Collected data
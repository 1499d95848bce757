//! Error types shared across the benchmarking harness.

use std::time::{Duration, Instant};

use thiserror::Error;

/// Errors surfaced through the client contract and the run phases built on it.
///
/// Each variant corresponds to one failure class a benchmark caller must be
/// able to distinguish: connection failures are retryable across phases,
/// schema failures abort the run, insert failures carry the number of
/// records committed before the failure, and timeouts are kept separate from
/// backend errors so "backend broken" and "backend just slow" stay apart.
#[derive(Debug, Error)]
pub enum BenchError {
    /// Connecting to or pinging the backend failed.
    #[error("Connection error ({backend}): {message}")]
    Connection {
        /// The backend driver that produced the error.
        backend: &'static str,
        /// A description of the failure.
        message: String,
    },

    /// The backend rejected the collection schema or index parameters.
    #[error("Schema error ({backend}): {message}")]
    Schema {
        /// The backend driver that produced the error.
        backend: &'static str,
        /// A description of the failure.
        message: String,
    },

    /// An insert operation failed after committing part of its input.
    #[error("Insert error ({backend}) after {inserted} committed records: {message}")]
    Insert {
        /// The backend driver that produced the error.
        backend: &'static str,
        /// Records committed before the failure, within the failing call.
        inserted: usize,
        /// A description of the failure.
        message: String,
    },

    /// A single search query failed.
    #[error("Search error ({backend}): {message}")]
    Search {
        /// The backend driver that produced the error.
        backend: &'static str,
        /// A description of the failure.
        message: String,
    },

    /// A readiness poll loop exceeded its caller-supplied deadline.
    #[error("Readiness deadline exceeded after {elapsed:?}")]
    Timeout {
        /// Wall-clock time spent waiting before giving up.
        elapsed: Duration,
    },

    /// Connection parameters or benchmark configuration failed validation.
    #[error("Configuration error: {0}")]
    Config(String),
}

impl BenchError {
    /// Records committed before the failure, for [`BenchError::Insert`].
    ///
    /// Returns `0` for every other variant so orchestration code can
    /// accumulate committed counts without matching on the variant.
    pub fn committed(&self) -> usize {
        match self {
            BenchError::Insert { inserted, .. } => *inserted,
            _ => 0,
        }
    }

    /// Restamp a [`BenchError::Timeout`] with the elapsed time since
    /// `started`; other variants pass through unchanged.
    ///
    /// A poll loop times only its own wait. Drivers that chain several
    /// loops into one optimize call use this to report the wait across the
    /// whole sequence.
    pub fn timeout_since(self, started: Instant) -> Self {
        match self {
            BenchError::Timeout { .. } => BenchError::Timeout { elapsed: started.elapsed() },
            other => other,
        }
    }

    /// Whether this error is a readiness-poll timeout.
    pub fn is_timeout(&self) -> bool {
        matches!(self, BenchError::Timeout { .. })
    }
}

/// A convenience result type for client and harness operations.
pub type Result<T> = std::result::Result<T, BenchError>;
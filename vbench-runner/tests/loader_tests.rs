//! Orchestrator tests: partitioning invariants and partial-failure
//! accounting against a stub driver.

use std::sync::atomic::{AtomicUsize, Ordering};
use std::sync::{Arc, Mutex};
use std::time::Duration;

use async_trait::async_trait;
use proptest::prelude::*;
use vbench_client::{
    BenchError, BenchEvent, BenchObserver, ClientSession, CollectionSchema, MemoryObserver,
    RecordBatch, Result, SearchFilters, VectorClient,
};
use vbench_runner::{Dataset, InsertOrchestrator, partition};

/// Driver stub that records every committed id and can fail the sub-batch
/// beginning at a chosen id.
struct StubClient {
    schema: CollectionSchema,
    committed: Arc<Mutex<Vec<i64>>>,
    fail_batch_starting_at: Option<i64>,
    sessions_opened: Arc<AtomicUsize>,
}

impl StubClient {
    fn new(fail_batch_starting_at: Option<i64>) -> Self {
        Self {
            schema: CollectionSchema::new("stub", 4).unwrap(),
            committed: Arc::new(Mutex::new(Vec::new())),
            fail_batch_starting_at,
            sessions_opened: Arc::new(AtomicUsize::new(0)),
        }
    }

    fn committed_ids(&self) -> Vec<i64> {
        self.committed.lock().unwrap().clone()
    }
}

#[async_trait]
impl VectorClient for StubClient {
    fn backend(&self) -> &'static str {
        "stub"
    }

    fn schema(&self) -> &CollectionSchema {
        &self.schema
    }

    async fn setup_schema(&self, _drop_existing: bool) -> Result<()> {
        Ok(())
    }

    async fn session(&self) -> Result<Box<dyn ClientSession>> {
        self.sessions_opened.fetch_add(1, Ordering::SeqCst);
        Ok(Box::new(StubSession {
            committed: Arc::clone(&self.committed),
            fail_batch_starting_at: self.fail_batch_starting_at,
        }))
    }

    async fn optimize(
        &self,
        _deadline: Option<Duration>,
        _observer: &dyn BenchObserver,
    ) -> Result<()> {
        Ok(())
    }
}

struct StubSession {
    committed: Arc<Mutex<Vec<i64>>>,
    fail_batch_starting_at: Option<i64>,
}

#[async_trait]
impl ClientSession for StubSession {
    async fn insert(&mut self, batch: RecordBatch<'_>) -> Result<usize> {
        if self.fail_batch_starting_at == batch.ids.first().copied() {
            return Err(BenchError::Insert {
                backend: "stub",
                inserted: 0,
                message: "injected failure".to_string(),
            });
        }
        self.committed.lock().unwrap().extend_from_slice(batch.ids);
        Ok(batch.len())
    }

    async fn search(
        &mut self,
        _query: &[f32],
        _k: usize,
        _filters: Option<&SearchFilters>,
    ) -> Result<Vec<i64>> {
        Ok(Vec::new())
    }
}

fn dataset(n: usize) -> Arc<Dataset> {
    let ids: Vec<i64> = (0..n as i64).collect();
    let vectors = vec![vec![0.0f32; 4]; n];
    Arc::new(Dataset::new(ids, vectors).unwrap())
}

#[tokio::test]
async fn ten_thousand_records_ten_workers_all_committed() {
    let client = Arc::new(StubClient::new(None));
    let observer = MemoryObserver::new();
    let orchestrator =
        InsertOrchestrator::new().concurrency(10).observer(Arc::new(observer.clone()));

    let (total, error) = orchestrator.bulk_insert(client.clone(), dataset(10_000)).await;

    assert_eq!(total, 10_000);
    assert!(error.is_none());
    // One session per worker, one 1000-record sub-batch each.
    assert_eq!(client.sessions_opened.load(Ordering::SeqCst), 10);
    assert_eq!(
        observer.count_matching(|e| matches!(e, BenchEvent::BatchInserted { .. })),
        10
    );
}

#[tokio::test]
async fn injected_failure_reports_partial_count_and_first_error() {
    // Worker 7 of 10 owns [7000, 8000); its single sub-batch fails.
    let client = Arc::new(StubClient::new(Some(7000)));
    let orchestrator = InsertOrchestrator::new().concurrency(10);

    let (total, error) = orchestrator.bulk_insert(client.clone(), dataset(10_000)).await;

    assert_eq!(total, 9_000);
    assert!(total < 10_000);
    match error {
        Some(BenchError::Insert { message, .. }) => assert!(message.contains("injected")),
        other => panic!("expected Insert error, got {other:?}"),
    }
    // Sibling workers were not cancelled; their records stayed committed.
    let mut committed = client.committed_ids();
    committed.sort_unstable();
    assert_eq!(committed.len(), 9_000);
    assert!(!committed.contains(&7000));
    assert!(committed.contains(&6999));
    assert!(committed.contains(&8000));
}

#[tokio::test]
async fn failing_worker_keeps_its_earlier_sub_batches() {
    // One worker, sub-batches of 100; the batch starting at 300 fails, so
    // the worker commits [0, 300) and stops.
    let client = Arc::new(StubClient::new(Some(300)));
    let orchestrator = InsertOrchestrator::new().concurrency(1).sub_batch_size(100);

    let (total, error) = orchestrator.bulk_insert(client.clone(), dataset(1_000)).await;

    assert_eq!(total, 300);
    assert!(error.is_some());
    assert_eq!(client.committed_ids().len(), 300);
}

#[tokio::test]
async fn empty_dataset_is_a_successful_noop() {
    let client = Arc::new(StubClient::new(None));
    let orchestrator = InsertOrchestrator::new().concurrency(4);

    let (total, error) = orchestrator.bulk_insert(client, dataset(0)).await;
    assert_eq!(total, 0);
    assert!(error.is_none());
}

struct NoSessionClient {
    schema: CollectionSchema,
}

#[async_trait]
impl VectorClient for NoSessionClient {
    fn backend(&self) -> &'static str {
        "no-session"
    }

    fn schema(&self) -> &CollectionSchema {
        &self.schema
    }

    async fn setup_schema(&self, _drop_existing: bool) -> Result<()> {
        Ok(())
    }

    async fn session(&self) -> Result<Box<dyn ClientSession>> {
        Err(BenchError::Connection { backend: "no-session", message: "refused".to_string() })
    }

    async fn optimize(
        &self,
        _deadline: Option<Duration>,
        _observer: &dyn BenchObserver,
    ) -> Result<()> {
        Ok(())
    }
}

#[tokio::test]
async fn session_failure_surfaces_as_the_first_error() {
    let client = Arc::new(NoSessionClient { schema: CollectionSchema::new("x", 4).unwrap() });
    let orchestrator = InsertOrchestrator::new().concurrency(3);

    let (total, error) = orchestrator.bulk_insert(client, dataset(30)).await;
    assert_eq!(total, 0);
    assert!(matches!(error, Some(BenchError::Connection { .. })));
}

/// For all N and C, partitioning covers [0, N) exactly once with no gaps or
/// overlaps, batch sizes are ⌈N / C⌉ (last possibly shorter), and the batch
/// count never exceeds C.
mod prop_partitioning {
    use super::*;

    proptest! {
        #[test]
        fn covers_range_exactly(n in 0usize..5_000, workers in 1usize..64) {
            let ranges = partition(n, workers);

            prop_assert!(ranges.len() <= workers);
            prop_assert_eq!(ranges.iter().map(|r| r.len()).sum::<usize>(), n);

            let size = n.div_ceil(workers.max(1));
            let mut cursor = 0;
            for (i, range) in ranges.iter().enumerate() {
                prop_assert_eq!(range.start, cursor);
                if i + 1 < ranges.len() {
                    prop_assert_eq!(range.len(), size);
                }
                cursor = range.end;
            }
            prop_assert_eq!(cursor, n);
        }
    }
}

/// For all N and C, a never-failing driver commits exactly N records, each
/// id exactly once.
mod prop_bulk_insert_exhaustive {
    use super::*;

    proptest! {
        #![proptest_config(ProptestConfig::with_cases(24))]

        #[test]
        fn total_equals_n_for_any_concurrency(n in 0usize..1_200, workers in 1usize..16) {
            let rt = tokio::runtime::Runtime::new().unwrap();
            rt.block_on(async {
                let client = Arc::new(StubClient::new(None));
                let orchestrator =
                    InsertOrchestrator::new().concurrency(workers).sub_batch_size(97);

                let (total, error) = orchestrator.bulk_insert(client.clone(), dataset(n)).await;

                prop_assert_eq!(total, n);
                prop_assert!(error.is_none());

                let mut committed = client.committed_ids();
                committed.sort_unstable();
                let expected: Vec<i64> = (0..n as i64).collect();
                prop_assert_eq!(committed, expected);
                Ok(())
            })?;
        }
    }
}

◆ **Exercise goal**: Copy out each line of the data that holds the string "poll".

◆ **Task answer**:
    /// A readiness poll loop exceeded its caller-supplied deadline.
    /// A poll loop times only its own wait. Drivers that chain several
    /// Whether this error is a readiness-poll timeout.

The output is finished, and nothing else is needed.